Written evidence submitted by SFC Capital


The Treasury Committee’s inquiry into the UK’s Venture Capital industry can become the catalyst for growth that Britain’s Startup community so desperately needs. 


The Government will soon make decisions related to the Seed Enterprise Investment Scheme (SEIS) and Enterprise Investment Scheme (EIS) that will either enable new waves of private investment for Startups, or sink the massive progress made in recent years to develop our world-leading Startup ecosystem.  


Britain cannot afford the latter. The recent report by Beauhurst and SFC Capital, Seeding to Succeed: The Seed Stage of the Ecosystem, highlighted a detachment in our venture funding ecosystem. Notwithstanding anticipated challenges ahead, between 2020-2021 the later-stage funding market doubled the number of investment deals worth more than £1 million. Conversely, the early-stage funding market has plateaued at best, recording just a 1.2% increase in deals over the same period.  


This pressure on our early-stage funding market was growing before covid, however, and long before rising inflation began compounding problems for Startups and Investors alike. The UK recorded 14 per cent fewer first-time seed stage deals in 2021 compared to 2015.  

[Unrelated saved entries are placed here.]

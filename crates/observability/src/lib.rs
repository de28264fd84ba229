//! Shared tracing/logging setup for the inventory ledger processes.

/// Tracing configuration (filters, output format).
pub mod tracing;

/// Initialize process-wide observability.
///
/// Safe to call multiple times; subsequent calls become no-ops.
pub fn init() {
    tracing::init();
}
//! Current-quantity projection derived from the ledger.

use chrono::{DateTime, Utc};
use serde::{Deserialize, Serialize};

use fishdock_core::ItemId;

use crate::status::StockStatus;

/// Current derived state of one item.
///
/// Mutated exclusively by the adjustment engine through the store's atomic
/// append; always reconstructible by replaying the item's ledger entries.
#[derive(Debug, Clone, PartialEq, Eq, Serialize, Deserialize)]
pub struct Projection {
    pub item_id: ItemId,
    pub quantity: i64,
    pub status: StockStatus,
    /// Optimistic-concurrency token, incremented once per committed append.
    pub version: u64,
    pub updated_at: DateTime<Utc>,
}

impl Projection {
    /// Zero-quantity row created on an item's first reference.
    pub fn seed(item_id: ItemId, status: StockStatus, now: DateTime<Utc>) -> Self {
        Self {
            item_id,
            quantity: 0,
            status,
            version: 0,
            updated_at: now,
        }
    }
}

The SEIS and EIS (S/EIS) schemes have historically played a critical role as drivers of Britain’s world-leading Startup ecosystem. They are also responsible for building resilience into our small business economy.  More than 30,000 businesses have received investment through the EIS with approximately £24bn raised from 1.9m individual investments. This would not have happened otherwise.  Equally, the creation of the SEIS in 2012 helped to level the playing field for aspiring founders from different socio-economic groups.  It lowered the barriers to capital for everyone, regardless of background, and challenged the inherently unfair ‘Friends and Family’ round which gives those from wealthier backgrounds a natural advantage.  

The S/EIS can, and should, be key parts of a thriving UK Startup ecosystem. But they have become outdated and unable to fulfil their potential for UK Startups and UK plc more generally. Reform is needed to reinvigorate early-stage funding by making the S/EIS work better for Startups and Investors. 


When taking evidence for this inquiry, I encourage you to draw insight from Pre-Seed and Seed voices as much as you do Venture Capital and Private Equity. At SFC Capital, we work with Startups at every stage of the UK’s seed funding ecosystem. Our S/EIS funds and angel investor network have been recognised as market leaders over the past decade and we are known as the UK’s most active investor. During your considerations, I would be delighted to share more of this experience and insight with you to help raise the voice of the early stages.


  1. Raise the SEIS funding cap 

The £150,000 funding cap applied to businesses under the SEIS was designed for a time when that amount would generally provide enough runway for a new Startup to launch and sustain themselves for about a year. £150,000 will last a new business only a few months today. Regrettably, the SEIS, which has been the source of so much innovation during the past decade, is no longer fulfilling its original commitment to Startups. 


By limiting the amount to just a few months runway, many companies are left at the starting post without adequate funding. I urge your inquiry to recommend swift action to reinvigorate our pre-seed and seed stage Startup ecosystem by doubling the SEIS funding cap from £150,000 to £300,000. 


  1. Remove the EIS sunset clause 

The EIS ‘sunset clause’ means that the EIS must officially be renewed by April 2025 or else cease to exist. In reality, though, that deadline is this year.  Investors are already shying away from making EIS investments because there is no guarantee that an investment made today will still qualify under the scheme in three years' time (April 2025). You will understand the impact this has on investor confidence, especially at the riskier seed stages, and why the flow of capital is therefore being restricted.   

Now no longer members of the European Union, and therefore no longer bound by a sunset clause requirement, I urge your inquiry to recommend the Government secures a Brexit dividend by confirming the permanency of the EIS.  


The future success of Britain’s Startup ecosystem could depend on the outcome of this review. I wish you good luck as you take on this vitally important work and appreciate your consideration of this evidence from the front-line.